Alain Darnis-Gravelle is the grandson of Charles Gravelle, the one-time president of Cambodia’s Société de Protection de l’Enfance au Cambodge.
Alain, who is retired, lives in the Haute-Savoie region of France, from where he runs a charity in Cambodia named after his grandfather: the Association Charles Gravelle.
The charity, which is run with French priest François Ponchaud, supplies food and medical care to children in far-flung areas such as Preah Vihear.
Alain is himself part-métis, a “quadroon” as he puts it, as his grandfather married and had children with a Cambodian dancer in the king’s ballet, Ratt Poss.

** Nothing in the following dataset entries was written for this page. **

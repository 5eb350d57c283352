// src/specs/api.rs
//! Live endpoint spec.
//!
//! Response shape:
//! ```text
//! { "content": { "<code>ResulDtoList": [ { "lotteryDate": "...T00:00:00",
//!                                         "period": "...", "no1": 3, ..., "sNo": 12 } ] } }
//! ```
//! The list's key changes case and prefix per game, so it is found by marker.

use chrono::NaiveDate;
use serde_json::{Map, Value};
use thiserror::Error;

use super::fields::{FieldRole, classify};
use crate::games::GameDef;
use crate::record::{DrawRecord, Source};

pub const CONTAINER_KEY: &str = "content";
/// Lowercased; the endpoint spells it this way.
pub const LIST_MARKER: &str = "resuldtolist";

#[derive(Clone, Debug, PartialEq, Eq, Error)]
pub enum SchemaMismatch {
    #[error("no `{CONTAINER_KEY}` object")]
    MissingContainer,
    #[error("no result list in `{CONTAINER_KEY}`")]
    MissingList,
}

#[derive(Clone, Debug, PartialEq, Eq, Error)]
pub enum ElementRejection {
    #[error("element is not an object")]
    NotAnObject,
    #[error("no draw date")]
    MissingDate,
    #[error("unparseable draw date {0:?}")]
    BadDate(String),
    #[error("no period")]
    MissingPeriod,
    #[error("no numbers")]
    NoNumbers,
}

/// One parsed response: every element, kept or rejected, in list order.
pub type Harmonized = Vec<Result<DrawRecord, ElementRejection>>;

/// Locate the result list and harmonize each element.
pub fn harmonize(game: &GameDef, doc: &Value) -> Result<Harmonized, SchemaMismatch> {
    let list = result_list(doc)?;
    Ok(list.iter().map(|el| harmonize_element(game, el)).collect())
}

/// First array-valued child of the container whose name carries the marker.
pub fn result_list(doc: &Value) -> Result<&Vec<Value>, SchemaMismatch> {
    let container = doc
        .get(CONTAINER_KEY)
        .and_then(Value::as_object)
        .ok_or(SchemaMismatch::MissingContainer)?;

    container
        .iter()
        .filter(|(k, _)| k.to_ascii_lowercase().contains(LIST_MARKER))
        .find_map(|(_, v)| v.as_array())
        .ok_or(SchemaMismatch::MissingList)
}

pub fn harmonize_element(game: &GameDef, el: &Value) -> Result<DrawRecord, ElementRejection> {
    let fields: &Map<String, Value> = el.as_object().ok_or(ElementRejection::NotAnObject)?;

    let mut date_raw: Option<&str> = None;
    let mut period: Option<String> = None;
    let mut special: Option<u32> = None;
    let mut numbers: Vec<u32> = Vec::new();

    for (name, value) in fields {
        match classify(name) {
            FieldRole::Date => {
                if date_raw.is_none() {
                    date_raw = value.as_str();
                }
            }
            FieldRole::Period => {
                if period.is_none() {
                    period = period_text(value);
                }
            }
            FieldRole::Special => {
                if special.is_none() {
                    special = ball(value);
                }
            }
            FieldRole::Number => numbers.extend(ball(value)),
            FieldRole::Ignore => {}
        }
    }

    let date_raw = date_raw.ok_or(ElementRejection::MissingDate)?;
    let date = date_prefix(date_raw).ok_or_else(|| ElementRejection::BadDate(date_raw.to_string()))?;
    let period = period.ok_or(ElementRejection::MissingPeriod)?;

    numbers.extend(special);
    if numbers.is_empty() {
        return Err(ElementRejection::NoNumbers);
    }

    Ok(DrawRecord { game: game.name, date, period, numbers, source: Source::Api })
}

/// `2024-03-05T00:00:00` -> 2024-03-05. Accepts a space separator too.
/// The year must have four digits; `%Y` alone would take `24` as year 24.
fn date_prefix(ts: &str) -> Option<NaiveDate> {
    let day = ts.split(['T', ' ']).next()?.trim();
    let year = day.split('-').next()?;
    if year.len() != 4 || !year.bytes().all(|b| b.is_ascii_digit()) {
        return None;
    }
    NaiveDate::parse_from_str(day, "%Y-%m-%d").ok()
}

fn period_text(v: &Value) -> Option<String> {
    let s = match v {
        Value::String(s) => s.trim().to_string(),
        Value::Number(n) => n.to_string(),
        _ => return None,
    };
    (!s.is_empty()).then_some(s)
}

/// Non-negative integers only; null, strings, floats and negatives are not balls.
fn ball(v: &Value) -> Option<u32> {
    v.as_u64().and_then(|n| u32::try_from(n).ok())
}
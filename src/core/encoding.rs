// src/core/encoding.rs
use encoding_rs::{BIG5, Encoding, UTF_8};

/// Tried in order; the first strict decode wins.
/// Big5 here is the WHATWG superset (CP950 + HKSCS), which covers the yearly exports.
pub fn candidates() -> Vec<&'static Encoding> {
    vec![UTF_8, BIG5]
}

/// Strict decode: any malformed sequence rejects the encoding.
/// A UTF-8 BOM is kept in the text; line parsing strips it.
pub fn decode_strict(bytes: &[u8], encoding: &'static Encoding) -> Option<String> {
    encoding
        .decode_without_bom_handling_and_without_replacement(bytes)
        .map(|cow| cow.into_owned())
}

/// First candidate that decodes `bytes` cleanly, with the text.
pub fn decode_first(
    bytes: &[u8],
    candidates: &[&'static Encoding],
) -> Option<(String, &'static Encoding)> {
    candidates
        .iter()
        .find_map(|&enc| decode_strict(bytes, enc).map(|text| (text, enc)))
}
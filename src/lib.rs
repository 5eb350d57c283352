// src/lib.rs

#[macro_use]
pub mod log;

#[cfg(feature = "cli")]
pub mod cli;
pub mod config;
pub mod core;
pub mod error;
pub mod specs;

pub mod archive;
pub mod file;
pub mod games;
pub mod merge;
pub mod progress;
pub mod record;
pub mod runner;
pub mod scrape;
pub mod store;
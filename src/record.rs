// src/record.rs
use chrono::NaiveDate;
use serde::Serialize;

use crate::config::consts::KEY_SEP;

#[derive(Clone, Copy, Debug, PartialEq, Eq, Serialize)]
#[serde(rename_all = "lowercase")]
pub enum Source {
    History,
    Api,
}

/// One draw. Serialized without `game`, which is the key it is filed under.
#[derive(Clone, Debug, PartialEq, Eq, Serialize)]
pub struct DrawRecord {
    #[serde(skip)]
    pub game: &'static str,
    /// Serializes as `YYYY-MM-DD`.
    pub date: NaiveDate,
    pub period: String,
    pub numbers: Vec<u32>,
    pub source: Source,
}

impl DrawRecord {
    /// Composite key: `date` + sep + `period`.
    pub fn key(&self) -> String {
        composite_key(self.date, &self.period)
    }
}

pub fn composite_key(date: NaiveDate, period: &str) -> String {
    format!("{}{KEY_SEP}{period}", date.format("%Y-%m-%d"))
}

#[cfg(test)]
mod tests {
    use super::*;

    #[test]
    fn serializes_without_game() {
        let r = DrawRecord {
            game: "大樂透",
            date: NaiveDate::from_ymd_opt(2023, 1, 5).unwrap(),
            period: "112000002".into(),
            numbers: vec![1, 2, 3],
            source: Source::History,
        };
        let json = serde_json::to_string(&r).unwrap();
        assert_eq!(
            json,
            r#"{"date":"2023-01-05","period":"112000002","numbers":[1,2,3],"source":"history"}"#
        );
        assert_eq!(r.key(), "2023-01-05_112000002");
    }
}
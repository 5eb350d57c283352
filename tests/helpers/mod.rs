// tests/helpers/mod.rs
#![allow(dead_code)]

use std::cell::RefCell;
use std::collections::HashMap;
use std::fs::File;
use std::io::Write;
use std::path::Path;
use std::time::{Duration, Instant};

use lotto_sync::config::SyncOptions;
use lotto_sync::core::Fetch;
use lotto_sync::error::{SyncError, SyncResult};
use zip::write::SimpleFileOptions;

/// Write `<dir>/<year>.zip` with the given members.
pub fn write_bundle(dir: &Path, year: i32, members: &[(&str, Vec<u8>)]) {
    let file = File::create(dir.join(format!("{year}.zip"))).unwrap();
    let mut w = zip::ZipWriter::new(file);
    for (name, bytes) in members {
        w.start_file(*name, SimpleFileOptions::default()).unwrap();
        w.write_all(bytes).unwrap();
    }
    w.finish().unwrap();
}

pub fn big5(text: &str) -> Vec<u8> {
    let (bytes, _, had_errors) = encoding_rs::BIG5.encode(text);
    assert!(!had_errors, "not representable in Big5: {text}");
    bytes.into_owned()
}

/// Options pointed at a temp dir, no pause, fixed years.
pub fn options(dir: &Path, years: &[i32], months_back: u32) -> SyncOptions {
    SyncOptions {
        data_dir: dir.to_path_buf(),
        out_path: dir.join("out").join("lottery-data.json"),
        years: years.to_vec(),
        months_back,
        api_base: "http://fake/Lottery".into(),
        request_pause: Duration::ZERO,
        request_timeout: Duration::from_secs(1),
        jackpots_path: None,
    }
}

/// Answers by game code; unknown codes get a 404. Records every URL asked for
/// and when.
#[derive(Default)]
pub struct FakeFetcher {
    pub bodies: HashMap<&'static str, String>,
    pub seen: RefCell<Vec<String>>,
    pub at: RefCell<Vec<Instant>>,
}

impl FakeFetcher {
    pub fn with(mut self, code: &'static str, body: impl Into<String>) -> Self {
        self.bodies.insert(code, body.into());
        self
    }
}

impl Fetch for FakeFetcher {
    fn get(&self, url: &str) -> SyncResult<String> {
        self.at.borrow_mut().push(Instant::now());
        self.seen.borrow_mut().push(url.to_string());
        let code = url
            .rsplit('/')
            .next()
            .and_then(|tail| tail.split("Result?").next())
            .unwrap_or_default();
        self.bodies
            .get(code)
            .cloned()
            .ok_or(SyncError::Status { url: url.to_string(), status: 404 })
    }
}

pub fn read_json(path: &Path) -> serde_json::Value {
    serde_json::from_str(&std::fs::read_to_string(path).unwrap()).unwrap()
}
// src/specs/history.rs
//! Archive line spec.
//!
//! Column layout of the yearly exports (after quote stripping):
//! `game, period, date, <weekday>, <redeem date>, n1, n2, ...`
//!
//! The number block starts at a fixed column; anything before it is ignored
//! even when it happens to be numeric.

use std::sync::LazyLock;

use chrono::NaiveDate;
use regex::Regex;
use thiserror::Error;

use crate::core::sanitize::{clean_field, is_all_digits, strip_bom};
use crate::games::{self, GameDef};
use crate::record::{DrawRecord, Source};

pub const MIN_COLUMNS: usize = 5;
pub const GAME_COL: usize = 0;
pub const PERIOD_COL: usize = 1;
pub const DATE_COL: usize = 2;
pub const NUMBERS_FROM: usize = 5;
pub const MAX_NUMBER: u32 = 99;

/// Years below this are Minguo years.
pub const MINGUO_OFFSET: i32 = 1911;

static DATE_RE: LazyLock<Regex> = LazyLock::new(|| {
    Regex::new(r"^(\d{3,4})[/.\-](\d{1,2})[/.\-](\d{1,2})$").expect("date pattern")
});

#[derive(Clone, Debug, PartialEq, Eq, Error)]
pub enum LineRejection {
    #[error("empty line")]
    Empty,
    #[error("only {0} columns")]
    TooFewColumns(usize),
    #[error("no known game in {0:?}")]
    UnknownGame(String),
    #[error("unparseable date {0:?}")]
    BadDate(String),
    #[error("missing period")]
    MissingPeriod,
    #[error("{game}: {found} numbers, need {need}")]
    TooFewNumbers { game: &'static str, found: usize, need: usize },
}

impl LineRejection {
    /// Stable short label, used as a counter key.
    pub fn kind(&self) -> &'static str {
        match self {
            LineRejection::Empty => "empty",
            LineRejection::TooFewColumns(_) => "too_few_columns",
            LineRejection::UnknownGame(_) => "unknown_game",
            LineRejection::BadDate(_) => "bad_date",
            LineRejection::MissingPeriod => "missing_period",
            LineRejection::TooFewNumbers { .. } => "too_few_numbers",
        }
    }
}

/// Parse one raw archive line into a draw, or say why not.
pub fn normalize_line(line: &str) -> Result<DrawRecord, LineRejection> {
    let line = strip_bom(line);
    if line.is_empty() {
        return Err(LineRejection::Empty);
    }

    let cols: Vec<String> = line.split(',').map(clean_field).collect();
    if cols.len() < MIN_COLUMNS {
        return Err(LineRejection::TooFewColumns(cols.len()));
    }

    let game: &'static GameDef = games::match_game(&cols[GAME_COL])
        .ok_or_else(|| LineRejection::UnknownGame(cols[GAME_COL].clone()))?;

    let date = parse_draw_date(&cols[DATE_COL])
        .ok_or_else(|| LineRejection::BadDate(cols[DATE_COL].clone()))?;

    let period = cols[PERIOD_COL].clone();
    if period.is_empty() {
        return Err(LineRejection::MissingPeriod);
    }

    let numbers = collect_numbers(&cols[NUMBERS_FROM.min(cols.len())..]);
    if numbers.len() < game.min_numbers {
        return Err(LineRejection::TooFewNumbers {
            game: game.name,
            found: numbers.len(),
            need: game.min_numbers,
        });
    }

    Ok(DrawRecord { game: game.name, date, period, numbers, source: Source::History })
}

/// `112/01/05`, `2023-1-5`, `112.01.05` ... Minguo years are shifted to Gregorian.
/// Impossible calendar dates are rejected.
pub fn parse_draw_date(token: &str) -> Option<NaiveDate> {
    let caps = DATE_RE.captures(token)?;
    let mut year: i32 = caps[1].parse().ok()?;
    let month: u32 = caps[2].parse().ok()?;
    let day: u32 = caps[3].parse().ok()?;
    if year < MINGUO_OFFSET {
        year += MINGUO_OFFSET;
    }
    NaiveDate::from_ymd_opt(year, month, day)
}

/// Purely numeric cells in `[0, MAX_NUMBER]`, in column order. Others are skipped, not fatal.
fn collect_numbers(cells: &[String]) -> Vec<u32> {
    cells
        .iter()
        .filter(|c| is_all_digits(c))
        .filter_map(|c| c.parse::<u32>().ok())
        .filter(|n| *n <= MAX_NUMBER)
        .collect()
}

#[cfg(test)]
mod tests {
    use super::*;

    fn ymd(y: i32, m: u32, d: u32) -> NaiveDate {
        NaiveDate::from_ymd_opt(y, m, d).unwrap()
    }

    #[test]
    fn full_line_with_leading_noise_columns() {
        let r = normalize_line("大樂透,113000001,112/01/05,一,2024-01-05,1,2,3,4,5,6,7").unwrap();
        assert_eq!(r.game, "大樂透");
        assert_eq!(r.date, ymd(2023, 1, 5));
        assert_eq!(r.period, "113000001");
        assert_eq!(r.numbers, vec![1, 2, 3, 4, 5, 6, 7]);
        assert_eq!(r.source, Source::History);
    }

    #[test]
    fn minguo_and_gregorian_dates() {
        assert_eq!(parse_draw_date("112/01/05"), Some(ymd(2023, 1, 5)));
        assert_eq!(parse_draw_date("2023-1-5"), Some(ymd(2023, 1, 5)));
        assert_eq!(parse_draw_date("99.12.31"), None); // two-digit year
        assert_eq!(parse_draw_date("099.12.31"), Some(ymd(2010, 12, 31)));
        assert_eq!(parse_draw_date("112/02/30"), None);
        assert_eq!(parse_draw_date("112/01/05 "), None);
    }

    #[test]
    fn bom_quotes_and_crlf() {
        let r = normalize_line("\u{feff}\"今彩539\",\"113000010\",\"113/01/12\",\"六\",\"\",\"05\",\"12\",\"23\",\"31\",\"39\"\r")
            .unwrap();
        assert_eq!(r.game, "今彩539");
        assert_eq!(r.date, ymd(2024, 1, 12));
        assert_eq!(r.numbers, vec![5, 12, 23, 31, 39]);
    }

    #[test]
    fn out_of_range_and_text_cells_are_skipped() {
        let r = normalize_line("威力彩,113000002,113/01/04,四,x,100,08,abc,17,-3,02").unwrap();
        assert_eq!(r.numbers, vec![8, 17, 2]);
    }

    #[test]
    fn pick_games_keep_zero_digits() {
        let r = normalize_line("3星彩,113000003,113/01/03,三,,0,0,7").unwrap();
        assert_eq!(r.numbers, vec![0, 0, 7]);
    }

    #[test]
    fn rejection_reasons() {
        assert_eq!(normalize_line("   "), Err(LineRejection::Empty));
        assert_eq!(normalize_line("大樂透,1,112/01/05,一"), Err(LineRejection::TooFewColumns(4)));
        assert_eq!(
            normalize_line("遊戲名稱,期別,開獎日期,星期,兌獎期限,獎號1").unwrap_err().kind(),
            "unknown_game"
        );
        assert_eq!(
            normalize_line("大樂透,113000001,開獎日期,一,,1,2,3"),
            Err(LineRejection::BadDate("開獎日期".into()))
        );
        assert_eq!(
            normalize_line("大樂透,,112/01/05,一,,1,2,3"),
            Err(LineRejection::MissingPeriod)
        );
        assert_eq!(
            normalize_line("3星彩,113000003,113/01/03,三,,1,2"),
            Err(LineRejection::TooFewNumbers { game: "3星彩", found: 2, need: 3 })
        );
    }

    #[test]
    fn exactly_five_columns_has_no_numbers() {
        assert_eq!(
            normalize_line("大樂透,1,112/01/05,一,2").unwrap_err().kind(),
            "too_few_numbers"
        );
    }
}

Charles Gravelle had 10 children, all of them métis, most of whom ended up in France after independence.
But that was too late for some members of Alain’s family.
Alain’s uncle, Thierry, died in 1948 after serving for the Royal Cambodian Army on the border with Vietnam.
Alain says Thierry was deliberately sought out by the anti-colonial Viet Minh because of his half-white heritage, cutting him to pieces and ditching him in the Mekong.
“They didn’t kill him; he was massacred.”
According to Alain, his father, who settled in France, was conflicted about his métis status, even though his name as the son of a prominent French colonist often helped him back in the colonial days.
“He would tell me that being a métis means you don’t belong to any community”, says Alain.